A: First, never tell family outside the Church about a command they have no chance to understand! (You would certainly never tell them even the size of a Holy Day offering.) Since we established that giving all is not possible without God, you should not expect those outside God’s Church to believe it is possible, or even a good idea. (This would also apply to a financial advisor, who would view any notion of “treasure in heaven” or being “rich toward God” as foolishness.) Remember: Family and friends cannot give eternal life. They cannot place a crown on your head or put you on a throne ruling cities beside Christ. Do not permit their opposition to jeopardize your eternal life and reward!
Recall Jesus’ instruction to one who wanted to delay following Him on account of family: “He [Jesus] said unto another, Follow Me. But he said, Lord, suffer me first to go and bury my father. Jesus said unto him, Let the dead bury their dead: but go you and preach the kingdom of God” (Luke 9:59-60).
Get counsel on this matter if you are unsure.
Q: My home/land/property is on the market but is not selling. What should I do?
A: Over time, while assisting many members liquidating real estate to benefit the Work, the Headquarters ministry has seen a pattern repeat itself many times: The seller must aggressively drop the price, often more than once in a short time, to find the market “sweet spot” that brings a serious buyer to the table. Almost always, the selling price is considerably below what the member had expected. The desire to give more to God’s Work through a higher price is wonderful, but generally speaking it is better to relatively quickly drop the price to one that will rapidly sell.
This evokes Christ’s parable of the unjust steward: “There was a certain rich man, which had a steward; and the same was accused unto him that he had wasted his goods. And he called him, and said unto him, How is it that I hear this of you? Give an account of your stewardship; for you may be no longer steward. Then the steward said within himself, What shall I do? For my lord takes away from me the stewardship: I cannot dig; to beg I am ashamed.
“I am resolved what to do, that, when I am put out of the stewardship, they may receive me into their houses. So he called every one of his lord’s debtors unto him, and said unto the first, How much owe you unto my lord? And he said, An hundred measures of oil. And he said unto him, Take your bill, and sit down quickly, and write fifty. Then said he to another, And how much owe you? And he said, An hundred measures of wheat.
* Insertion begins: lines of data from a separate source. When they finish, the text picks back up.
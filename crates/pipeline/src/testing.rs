//! Deterministic fakes used across the workspace's test suites, mirroring
//! the teacher's `engine::testing` module of fake receivers/processors/
//! exporters.

use crate::frame::Frame;
use crate::module::{AnalysisModule, ModuleError, ModuleErrorKind, ModuleOutput};
use async_trait::async_trait;
use serde_json::Value;
use std::sync::atomic::{AtomicUsize, Ordering};
use synopticon_types::{BBox, Face};

/// A module that fails its first `fail_times` calls (incrementing
/// `process_calls` regardless), then succeeds forever after, returning one
/// deterministic face. Used to exercise fallback and circuit-breaker
/// behavior (spec §8 scenarios 2-4).
pub struct ScriptedModule {
    fail_times: usize,
    calls_so_far: AtomicUsize,
    pub process_calls: AtomicUsize,
}

impl ScriptedModule {
    pub fn new(fail_times: usize) -> Self {
        Self {
            fail_times,
            calls_so_far: AtomicUsize::new(0),
            process_calls: AtomicUsize::new(0),
        }
    }

    pub fn always_ok() -> Self {
        Self::new(0)
    }

    pub fn always_fails() -> Self {
        Self::new(usize::MAX)
    }

    pub fn call_count(&self) -> usize {
        self.process_calls.load(Ordering::SeqCst)
    }
}

#[async_trait]
impl AnalysisModule for ScriptedModule {
    async fn process(&self, _frame: &Frame) -> Result<ModuleOutput, ModuleError> {
        let _ = self.process_calls.fetch_add(1, Ordering::SeqCst);
        let attempt = self.calls_so_far.fetch_add(1, Ordering::SeqCst);
        if attempt < self.fail_times {
            return Err(ModuleError::new(ModuleErrorKind::Other, "scripted failure"));
        }
        Ok(ModuleOutput {
            faces: vec![Face {
                bbox: BBox { x: 10.0, y: 10.0, width: 50.0, height: 50.0 },
                confidence: 0.9,
                landmarks: None,
                pose_3dof: None,
                pose_6dof: None,
                eye_state: None,
                expression: None,
                age: None,
                gender: None,
            }],
            audio: None,
            metadata: Value::Null,
        })
    }
}

/// A module whose `process` never returns, for exercising orchestrator
/// deadline/cancellation behavior.
pub struct HangingModule;

#[async_trait]
impl AnalysisModule for HangingModule {
    async fn process(&self, _frame: &Frame) -> Result<ModuleOutput, ModuleError> {
        std::future::pending::<()>().await;
        unreachable!()
    }
}
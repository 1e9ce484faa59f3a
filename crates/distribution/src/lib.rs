//! Stream session management, per-transport distributors and adaptive
//! quality control (spec §4.F–§4.H). The orchestrator never talks to a
//! distributor directly: results flow through `StreamSessionManager::submit`,
//! which fans out to every matching stream's bounded, drop-oldest queue.

pub mod distributor;
pub mod http;
pub mod mqtt;
pub mod quality;
pub mod queue;
pub mod recording;
pub mod session;
pub mod sse;
pub mod testing;
pub mod udp;
pub mod websocket;

pub use distributor::{Distributor, DistributorError, DistributorErrorKind, DistributorHealth};
pub use quality::{NetworkStats, QualityController, QualityControllerConfig, QualityLevel};
pub use queue::DropOldestQueue;
pub use recording::RecordingSink;
pub use session::{
    DistributionStatus, DistributorStatus, SessionConfig, SessionError, StreamListFilter, StreamSessionManager,
};
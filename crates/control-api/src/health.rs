//! `GET /api/health` and `GET /api/config` (spec §6), plus the plain-text
//! `/healthz`/`/readyz` liveness/readiness probes the teacher's own admin
//! crate exposes alongside its richer `/status` endpoint.

use axum::extract::State;
use axum::http::StatusCode;
use axum::response::Response;
use axum::routing::get;
use axum::Router;
use serde_json::json;
use std::sync::atomic::Ordering;
use synopticon_orchestrator::OverallHealth;
use synopticon_strategy::StrategyKind;
use synopticon_types::Capability;

use crate::envelope;
use crate::AppState;

pub fn routes() -> Router<AppState> {
    Router::new()
        .route("/api/health", get(show_health))
        .route("/api/config", get(show_config))
        .route("/healthz", get(liveness))
        .route("/readyz", get(readiness))
}

/// Process is up and able to answer at all; never reflects pipeline health.
async fn liveness() -> &'static str {
    "ok"
}

/// Reflects dispatch capacity: not-ready only when every pipeline is
/// unhealthy or breaker-open, matching `OverallHealth::Unhealthy`.
async fn readiness(State(state): State<AppState>) -> (StatusCode, &'static str) {
    match state.orchestrator.get_health().await.overall {
        OverallHealth::Unhealthy => (StatusCode::SERVICE_UNAVAILABLE, "unhealthy"),
        OverallHealth::Healthy | OverallHealth::Degraded => (StatusCode::OK, "ready"),
    }
}

/// Best-effort resident memory in kilobytes, read from `/proc/self/status`
/// on Linux. Returns `None` off-Linux or if the file can't be read —
/// spec §6 asks for "memory" in the health payload but doesn't mandate a
/// platform-independent source for it.
fn resident_memory_kb() -> Option<u64> {
    let status = std::fs::read_to_string("/proc/self/status").ok()?;
    status
        .lines()
        .find(|line| line.starts_with("VmRSS:"))
        .and_then(|line| line.split_whitespace().nth(1))
        .and_then(|kb| kb.parse().ok())
}

async fn show_health(State(state): State<AppState>) -> Response {
    let health = state.orchestrator.get_health().await;
    envelope::ok(json!({
        "pipelines": health.pipelines,
        "overall": health.overall,
        "requests_handled": state.request_count.load(Ordering::Relaxed),
        "memory_kb": resident_memory_kb(),
    }))
}

async fn show_config(State(_state): State<AppState>) -> Response {
    envelope::ok(json!({
        "capabilities": Capability::ALL.iter().map(|c| c.as_str()).collect::<Vec<_>>(),
        "strategies": StrategyKind::ALL.iter().map(|s| s.as_str()).collect::<Vec<_>>(),
        "features": {
            "distribution_transports": ["udp", "mqtt", "websocket", "http", "sse"],
            "quality_control": true,
            "recording": true,
        },
        "limits": {
            "max_fallbacks_default": 2,
            "ws_rate_limit_per_second": crate::ws::WS_RATE_LIMIT_PER_SECOND,
            "ws_max_message_bytes": crate::ws::WS_MAX_MESSAGE_BYTES,
            "udp_max_datagram_bytes": 1400,
        },
    }))
}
And he said unto him, Take your bill, and write fourscore.
“And the lord commended the unjust steward, because he had done wisely: for the children of this world are in their generation wiser than the children of light. And I say unto you, make to yourselves friends of the mammon of unrighteousness; that, when you fail, they may receive you into everlasting habitations. He that is faithful in that which is least is faithful also in much: and he that is unjust in the least is unjust also in much. If therefore you have not been faithful in the unrighteous mammon, who will commit to your trust the true riches? And if you have not been faithful in that which is another man’s, who shall give you that which is your own?” (Luke 16:1-12).
Here is a quote from one of Mr. Pack’s sermons on Common regarding this parable: “Brethren, be like the unjust steward with your possessions. Maybe (proverbially) write 80 as he did, or write 50, so to speak. Again, get what you can for what you have. Holding out for the bigger price usually yields nothing, rather than more. We’d all like to think it will (rarely it can), but it may yield nothing. Be willing to scramble…That’s what the unjust steward did. He scrambled. We might say God’s Work is in a big hurry. We could move more quickly with our plans if God’s people moved quickly.
“Because of the compacting of the age and the ‘short Work’ (remember God picked a word in Romans 9:28 that means compact), we must act quickly. We have to be jet-propelled. So we here must move at the speed you move. Go to God for that extra help. Those are some things worth considering in regard to the unjust steward.”